*** Opening of GIVEN DATA ***

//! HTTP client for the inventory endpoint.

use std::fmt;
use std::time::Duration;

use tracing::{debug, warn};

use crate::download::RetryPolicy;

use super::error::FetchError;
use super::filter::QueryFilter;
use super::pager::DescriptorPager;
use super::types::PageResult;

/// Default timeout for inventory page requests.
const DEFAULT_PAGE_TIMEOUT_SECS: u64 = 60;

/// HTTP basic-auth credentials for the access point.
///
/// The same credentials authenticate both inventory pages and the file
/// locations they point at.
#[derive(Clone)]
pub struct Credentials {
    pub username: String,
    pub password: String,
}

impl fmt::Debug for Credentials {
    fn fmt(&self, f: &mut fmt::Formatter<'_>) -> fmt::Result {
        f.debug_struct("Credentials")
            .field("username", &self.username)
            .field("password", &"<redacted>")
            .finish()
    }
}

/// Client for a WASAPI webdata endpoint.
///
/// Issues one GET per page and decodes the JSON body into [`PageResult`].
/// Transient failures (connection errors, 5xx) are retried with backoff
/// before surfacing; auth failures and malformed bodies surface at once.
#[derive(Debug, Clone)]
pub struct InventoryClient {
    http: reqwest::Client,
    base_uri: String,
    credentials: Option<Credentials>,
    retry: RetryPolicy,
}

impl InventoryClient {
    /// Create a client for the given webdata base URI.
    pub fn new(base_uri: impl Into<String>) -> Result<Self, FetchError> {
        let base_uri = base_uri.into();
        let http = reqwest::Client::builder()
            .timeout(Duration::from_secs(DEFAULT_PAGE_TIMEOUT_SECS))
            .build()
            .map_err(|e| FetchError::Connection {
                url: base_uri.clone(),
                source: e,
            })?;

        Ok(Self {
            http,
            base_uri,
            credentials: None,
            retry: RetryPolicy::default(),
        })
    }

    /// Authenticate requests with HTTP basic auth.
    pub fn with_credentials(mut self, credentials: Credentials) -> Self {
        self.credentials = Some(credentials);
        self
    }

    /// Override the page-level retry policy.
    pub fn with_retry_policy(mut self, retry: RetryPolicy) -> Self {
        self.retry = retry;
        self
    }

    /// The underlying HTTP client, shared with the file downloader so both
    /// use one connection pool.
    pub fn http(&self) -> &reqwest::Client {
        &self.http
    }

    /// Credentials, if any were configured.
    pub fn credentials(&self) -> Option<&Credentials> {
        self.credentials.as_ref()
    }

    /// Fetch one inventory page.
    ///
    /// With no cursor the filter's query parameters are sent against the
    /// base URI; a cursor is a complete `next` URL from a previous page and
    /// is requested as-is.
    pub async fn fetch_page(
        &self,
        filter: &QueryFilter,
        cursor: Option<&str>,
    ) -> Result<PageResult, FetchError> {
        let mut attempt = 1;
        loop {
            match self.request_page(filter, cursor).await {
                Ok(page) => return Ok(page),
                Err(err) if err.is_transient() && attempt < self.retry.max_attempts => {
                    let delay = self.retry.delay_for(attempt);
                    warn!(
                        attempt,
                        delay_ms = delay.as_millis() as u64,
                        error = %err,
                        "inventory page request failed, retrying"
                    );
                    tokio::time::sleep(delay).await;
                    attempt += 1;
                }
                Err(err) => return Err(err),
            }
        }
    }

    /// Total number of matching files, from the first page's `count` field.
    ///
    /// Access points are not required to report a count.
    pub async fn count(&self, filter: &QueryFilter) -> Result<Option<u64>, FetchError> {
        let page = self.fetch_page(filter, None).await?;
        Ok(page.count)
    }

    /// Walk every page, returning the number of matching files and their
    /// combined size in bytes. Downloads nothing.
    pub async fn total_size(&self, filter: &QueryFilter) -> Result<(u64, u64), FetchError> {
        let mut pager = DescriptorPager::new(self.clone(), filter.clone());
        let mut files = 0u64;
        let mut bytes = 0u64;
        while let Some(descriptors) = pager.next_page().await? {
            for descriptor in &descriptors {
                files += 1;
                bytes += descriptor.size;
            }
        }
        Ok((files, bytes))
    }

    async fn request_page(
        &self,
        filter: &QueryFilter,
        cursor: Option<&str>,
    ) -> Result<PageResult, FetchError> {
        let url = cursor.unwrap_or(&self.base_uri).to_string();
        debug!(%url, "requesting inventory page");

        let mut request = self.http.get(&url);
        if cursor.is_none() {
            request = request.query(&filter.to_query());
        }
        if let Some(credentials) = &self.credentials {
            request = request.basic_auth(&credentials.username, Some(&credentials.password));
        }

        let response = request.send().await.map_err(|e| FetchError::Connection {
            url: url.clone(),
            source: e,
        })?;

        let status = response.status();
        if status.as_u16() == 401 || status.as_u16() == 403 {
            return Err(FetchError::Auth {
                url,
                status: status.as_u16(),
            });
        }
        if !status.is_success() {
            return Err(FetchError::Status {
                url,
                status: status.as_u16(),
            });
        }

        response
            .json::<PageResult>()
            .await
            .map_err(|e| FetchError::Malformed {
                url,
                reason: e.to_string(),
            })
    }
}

*** Close of GIVEN DATA ***

WHAT YOU ARE ASKED TO DO - Transcribe each entry verbatim, leaving none out.

FINAL ANSWER -
//! HTTP client for the inventory endpoint.

use std::fmt;
use std::time::Duration;

use tracing::{debug, warn};

use crate::download::RetryPolicy;

use super::error::FetchError;
use super::filter::QueryFilter;
use super::pager::DescriptorPager;
use super::types::PageResult;

/// Default timeout for inventory page requests.
const DEFAULT_PAGE_TIMEOUT_SECS: u64 = 60;

/// HTTP basic-auth credentials for the access point.
///
/// The same credentials authenticate both inventory pages and the file
/// locations they point at.
#[derive(Clone)]
pub struct Credentials {
    pub username: String,
    pub password: String,
}

impl fmt::Debug for Credentials {
    fn fmt(&self, f: &mut fmt::Formatter<'_>) -> fmt::Result {
        f.debug_struct("Credentials")
            .field("username", &self.username)
            .field("password", &"<redacted>")
            .finish()
    }
}

/// Client for a WASAPI webdata endpoint.
///
/// Issues one GET per page and decodes the JSON body into [`PageResult`].
/// Transient failures (connection errors, 5xx) are retried with backoff
/// before surfacing; auth failures and malformed bodies surface at once.
#[derive(Debug, Clone)]
pub struct InventoryClient {
    http: reqwest::Client,
    base_uri: String,
    credentials: Option<Credentials>,
    retry: RetryPolicy,
}

impl InventoryClient {
    /// Create a client for the given webdata base URI.
    pub fn new(base_uri: impl Into<String>) -> Result<Self, FetchError> {
        let base_uri = base_uri.into();
        let http = reqwest::Client::builder()
            .timeout(Duration::from_secs(DEFAULT_PAGE_TIMEOUT_SECS))
            .build()
            .map_err(|e| FetchError::Connection {
                url: base_uri.clone(),
                source: e,
            })?;

        Ok(Self {
            http,
            base_uri,
            credentials: None,
            retry: RetryPolicy::default(),
        })
    }

    /// Authenticate requests with HTTP basic auth.
    pub fn with_credentials(mut self, credentials: Credentials) -> Self {
        self.credentials = Some(credentials);
        self
    }

    /// Override the page-level retry policy.
    pub fn with_retry_policy(mut self, retry: RetryPolicy) -> Self {
        self.retry = retry;
        self
    }

    /// The underlying HTTP client, shared with the file downloader so both
    /// use one connection pool.
    pub fn http(&self) -> &reqwest::Client {
        &self.http
    }

    /// Credentials, if any were configured.
    pub fn credentials(&self) -> Option<&Credentials> {
        self.credentials.as_ref()
    }

    /// Fetch one inventory page.
    ///
    /// With no cursor the filter's query parameters are sent against the
    /// base URI; a cursor is a complete `next` URL from a previous page and
    /// is requested as-is.
    pub async fn fetch_page(
        &self,
        filter: &QueryFilter,
        cursor: Option<&str>,
    ) -> Result<PageResult, FetchError> {
        let mut attempt = 1;
        loop {
            match self.request_page(filter, cursor).await {
                Ok(page) => return Ok(page),
                Err(err) if err.is_transient() && attempt < self.retry.max_attempts => {
                    let delay = self.retry.delay_for(attempt);
                    warn!(
                        attempt,
                        delay_ms = delay.as_millis() as u64,
                        error = %err,
                        "inventory page request failed, retrying"
                    );
                    tokio::time::sleep(delay).await;
                    attempt += 1;
                }
                Err(err) => return Err(err),
            }
        }
    }

    /// Total number of matching files, from the first page's `count` field.
    ///
    /// Access points are not required to report a count.
    pub async fn count(&self, filter: &QueryFilter) -> Result<Option<u64>, FetchError> {
        let page = self.fetch_page(filter, None).await?;
        Ok(page.count)
    }

    /// Walk every page, returning the number of matching files and their
    /// combined size in bytes. Downloads nothing.
    pub async fn total_size(&self, filter: &QueryFilter) -> Result<(u64, u64), FetchError> {
        let mut pager = DescriptorPager::new(self.clone(), filter.clone());
        let mut files = 0u64;
        let mut bytes = 0u64;
        while let Some(descriptors) = pager.next_page().await? {
            for descriptor in &descriptors {
                files += 1;
                bytes += descriptor.size;
            }
        }
        Ok((files, bytes))
    }

    async fn request_page(
        &self,
        filter: &QueryFilter,
        cursor: Option<&str>,
    ) -> Result<PageResult, FetchError> {
        let url = cursor.unwrap_or(&self.base_uri).to_string();
        debug!(%url, "requesting inventory page");

        let mut request = self.http.get(&url);
        if cursor.is_none() {
            request = request.query(&filter.to_query());
        }
        if let Some(credentials) = &self.credentials {
            request = request.basic_auth(&credentials.username, Some(&credentials.password));
        }

        let response = request.send().await.map_err(|e| FetchError::Connection {
            url: url.clone(),
            source: e,
        })?;

        let status = response.status();
        if status.as_u16() == 401 || status.as_u16() == 403 {
            return Err(FetchError::Auth {
                url,
                status: status.as_u16(),
            });
        }
        if !status.is_success() {
            return Err(FetchError::Status {
                url,
                status: status.as_u16(),
            });
        }

        response
            .json::<PageResult>()
            .await
            .map_err(|e| FetchError::Malformed {
                url,
                reason: e.to_string(),
            })
    }
}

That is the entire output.